What the task asks: Among the entries below, find each line holding "None" and return it.

Provided records:
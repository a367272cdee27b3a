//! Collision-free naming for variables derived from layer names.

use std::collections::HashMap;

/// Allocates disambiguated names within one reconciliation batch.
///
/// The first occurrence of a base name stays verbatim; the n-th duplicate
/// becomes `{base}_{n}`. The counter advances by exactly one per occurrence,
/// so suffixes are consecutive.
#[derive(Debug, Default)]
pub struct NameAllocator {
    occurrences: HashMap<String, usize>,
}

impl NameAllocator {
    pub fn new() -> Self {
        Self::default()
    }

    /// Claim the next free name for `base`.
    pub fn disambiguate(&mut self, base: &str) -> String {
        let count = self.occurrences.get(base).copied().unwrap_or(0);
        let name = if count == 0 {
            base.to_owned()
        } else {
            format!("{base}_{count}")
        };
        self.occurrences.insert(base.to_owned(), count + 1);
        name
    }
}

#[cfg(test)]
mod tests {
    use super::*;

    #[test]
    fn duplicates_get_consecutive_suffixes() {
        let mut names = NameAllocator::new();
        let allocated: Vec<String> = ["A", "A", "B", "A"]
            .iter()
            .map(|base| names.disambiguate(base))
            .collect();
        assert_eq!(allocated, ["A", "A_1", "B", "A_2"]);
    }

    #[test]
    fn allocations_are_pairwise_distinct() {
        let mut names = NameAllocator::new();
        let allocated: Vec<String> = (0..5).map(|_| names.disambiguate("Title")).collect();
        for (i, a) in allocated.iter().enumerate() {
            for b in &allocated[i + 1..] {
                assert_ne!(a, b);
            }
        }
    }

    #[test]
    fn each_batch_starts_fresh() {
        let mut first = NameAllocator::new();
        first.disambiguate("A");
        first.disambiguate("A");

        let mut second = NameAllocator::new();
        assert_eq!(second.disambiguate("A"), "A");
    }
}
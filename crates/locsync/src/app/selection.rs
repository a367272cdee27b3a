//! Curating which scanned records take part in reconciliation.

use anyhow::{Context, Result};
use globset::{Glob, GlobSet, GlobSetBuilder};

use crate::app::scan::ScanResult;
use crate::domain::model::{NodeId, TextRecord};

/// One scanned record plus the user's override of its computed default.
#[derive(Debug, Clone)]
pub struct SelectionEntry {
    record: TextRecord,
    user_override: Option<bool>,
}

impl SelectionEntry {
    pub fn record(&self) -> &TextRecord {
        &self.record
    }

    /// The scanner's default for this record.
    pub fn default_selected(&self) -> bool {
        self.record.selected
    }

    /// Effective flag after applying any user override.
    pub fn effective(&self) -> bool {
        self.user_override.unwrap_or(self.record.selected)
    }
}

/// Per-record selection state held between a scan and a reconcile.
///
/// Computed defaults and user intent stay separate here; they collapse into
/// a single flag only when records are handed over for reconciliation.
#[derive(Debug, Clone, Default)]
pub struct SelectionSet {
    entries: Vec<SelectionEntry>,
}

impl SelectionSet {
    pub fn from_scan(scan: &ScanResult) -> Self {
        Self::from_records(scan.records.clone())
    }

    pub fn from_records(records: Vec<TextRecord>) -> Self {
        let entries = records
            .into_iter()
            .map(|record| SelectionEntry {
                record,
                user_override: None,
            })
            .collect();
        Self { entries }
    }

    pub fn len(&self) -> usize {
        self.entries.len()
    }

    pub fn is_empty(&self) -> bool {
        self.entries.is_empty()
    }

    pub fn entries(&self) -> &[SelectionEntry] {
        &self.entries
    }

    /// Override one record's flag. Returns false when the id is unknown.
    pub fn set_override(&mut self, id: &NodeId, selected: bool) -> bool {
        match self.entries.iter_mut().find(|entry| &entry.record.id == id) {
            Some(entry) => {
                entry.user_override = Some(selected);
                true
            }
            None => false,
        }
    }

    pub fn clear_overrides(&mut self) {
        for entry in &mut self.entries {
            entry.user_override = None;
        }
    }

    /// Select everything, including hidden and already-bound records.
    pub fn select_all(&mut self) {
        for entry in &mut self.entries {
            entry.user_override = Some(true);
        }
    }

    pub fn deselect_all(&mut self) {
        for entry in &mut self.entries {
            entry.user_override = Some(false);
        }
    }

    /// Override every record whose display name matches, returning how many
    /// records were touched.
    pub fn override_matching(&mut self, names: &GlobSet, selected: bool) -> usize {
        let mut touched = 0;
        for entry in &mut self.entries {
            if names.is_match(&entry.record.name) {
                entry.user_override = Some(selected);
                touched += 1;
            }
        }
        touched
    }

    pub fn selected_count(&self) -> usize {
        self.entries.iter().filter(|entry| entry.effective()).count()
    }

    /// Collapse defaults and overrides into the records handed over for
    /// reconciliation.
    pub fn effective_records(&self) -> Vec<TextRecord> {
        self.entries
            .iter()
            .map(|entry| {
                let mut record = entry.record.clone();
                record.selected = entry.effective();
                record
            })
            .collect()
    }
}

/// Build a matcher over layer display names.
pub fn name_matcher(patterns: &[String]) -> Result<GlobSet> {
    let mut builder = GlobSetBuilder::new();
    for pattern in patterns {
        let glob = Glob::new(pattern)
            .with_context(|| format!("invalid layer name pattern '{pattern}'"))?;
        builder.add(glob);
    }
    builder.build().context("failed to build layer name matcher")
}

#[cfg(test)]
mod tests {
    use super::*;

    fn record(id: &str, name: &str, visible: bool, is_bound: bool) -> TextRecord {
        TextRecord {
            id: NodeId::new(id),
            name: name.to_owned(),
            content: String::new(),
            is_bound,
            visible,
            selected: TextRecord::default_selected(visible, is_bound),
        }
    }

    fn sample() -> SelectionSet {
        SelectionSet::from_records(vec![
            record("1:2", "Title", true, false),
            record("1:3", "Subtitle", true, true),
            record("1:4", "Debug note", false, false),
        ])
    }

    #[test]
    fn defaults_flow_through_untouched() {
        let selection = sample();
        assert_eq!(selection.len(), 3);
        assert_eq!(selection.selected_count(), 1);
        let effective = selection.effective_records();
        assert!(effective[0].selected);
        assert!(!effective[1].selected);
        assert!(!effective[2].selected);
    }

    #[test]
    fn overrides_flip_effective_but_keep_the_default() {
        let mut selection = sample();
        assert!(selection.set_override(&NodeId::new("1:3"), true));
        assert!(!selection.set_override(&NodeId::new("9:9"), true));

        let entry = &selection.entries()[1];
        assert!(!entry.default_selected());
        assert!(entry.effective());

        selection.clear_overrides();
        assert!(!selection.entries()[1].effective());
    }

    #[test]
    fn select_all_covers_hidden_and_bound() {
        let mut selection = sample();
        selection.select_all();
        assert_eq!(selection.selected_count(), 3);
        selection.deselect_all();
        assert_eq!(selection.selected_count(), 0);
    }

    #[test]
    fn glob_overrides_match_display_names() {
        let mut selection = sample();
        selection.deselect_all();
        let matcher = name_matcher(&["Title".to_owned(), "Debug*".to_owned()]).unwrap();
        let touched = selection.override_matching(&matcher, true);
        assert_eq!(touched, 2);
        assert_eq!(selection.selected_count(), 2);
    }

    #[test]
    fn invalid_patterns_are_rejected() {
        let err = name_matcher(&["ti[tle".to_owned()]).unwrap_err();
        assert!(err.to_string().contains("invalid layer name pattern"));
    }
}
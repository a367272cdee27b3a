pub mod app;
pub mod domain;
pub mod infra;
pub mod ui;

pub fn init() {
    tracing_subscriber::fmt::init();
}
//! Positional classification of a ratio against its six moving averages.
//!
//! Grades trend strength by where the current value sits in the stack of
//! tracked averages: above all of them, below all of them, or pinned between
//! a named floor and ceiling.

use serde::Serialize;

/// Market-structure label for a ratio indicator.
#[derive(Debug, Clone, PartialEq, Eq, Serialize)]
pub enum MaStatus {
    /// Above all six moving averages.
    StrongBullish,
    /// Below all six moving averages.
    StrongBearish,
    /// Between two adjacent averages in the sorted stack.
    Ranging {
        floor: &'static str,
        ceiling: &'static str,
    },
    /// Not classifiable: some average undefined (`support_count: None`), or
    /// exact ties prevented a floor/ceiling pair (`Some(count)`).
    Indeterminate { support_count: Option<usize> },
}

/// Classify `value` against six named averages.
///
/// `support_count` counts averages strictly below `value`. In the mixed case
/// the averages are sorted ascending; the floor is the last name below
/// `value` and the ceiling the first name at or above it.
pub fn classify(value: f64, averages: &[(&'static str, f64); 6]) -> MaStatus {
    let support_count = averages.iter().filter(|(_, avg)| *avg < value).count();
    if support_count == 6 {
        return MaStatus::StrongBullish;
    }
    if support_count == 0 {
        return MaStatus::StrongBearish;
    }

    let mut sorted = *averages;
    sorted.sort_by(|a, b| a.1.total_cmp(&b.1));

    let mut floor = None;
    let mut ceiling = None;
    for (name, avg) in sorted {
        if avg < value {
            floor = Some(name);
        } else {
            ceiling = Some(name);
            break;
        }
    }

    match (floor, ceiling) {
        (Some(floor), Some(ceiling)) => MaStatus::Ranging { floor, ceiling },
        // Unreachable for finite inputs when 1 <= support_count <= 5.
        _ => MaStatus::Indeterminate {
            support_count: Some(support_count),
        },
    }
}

Task response:
                user_override: None,
            None => false,
            entry.user_override = None;
    /// Not classifiable: some average undefined (`support_count: None`), or
    let mut floor = None;
    let mut ceiling = None;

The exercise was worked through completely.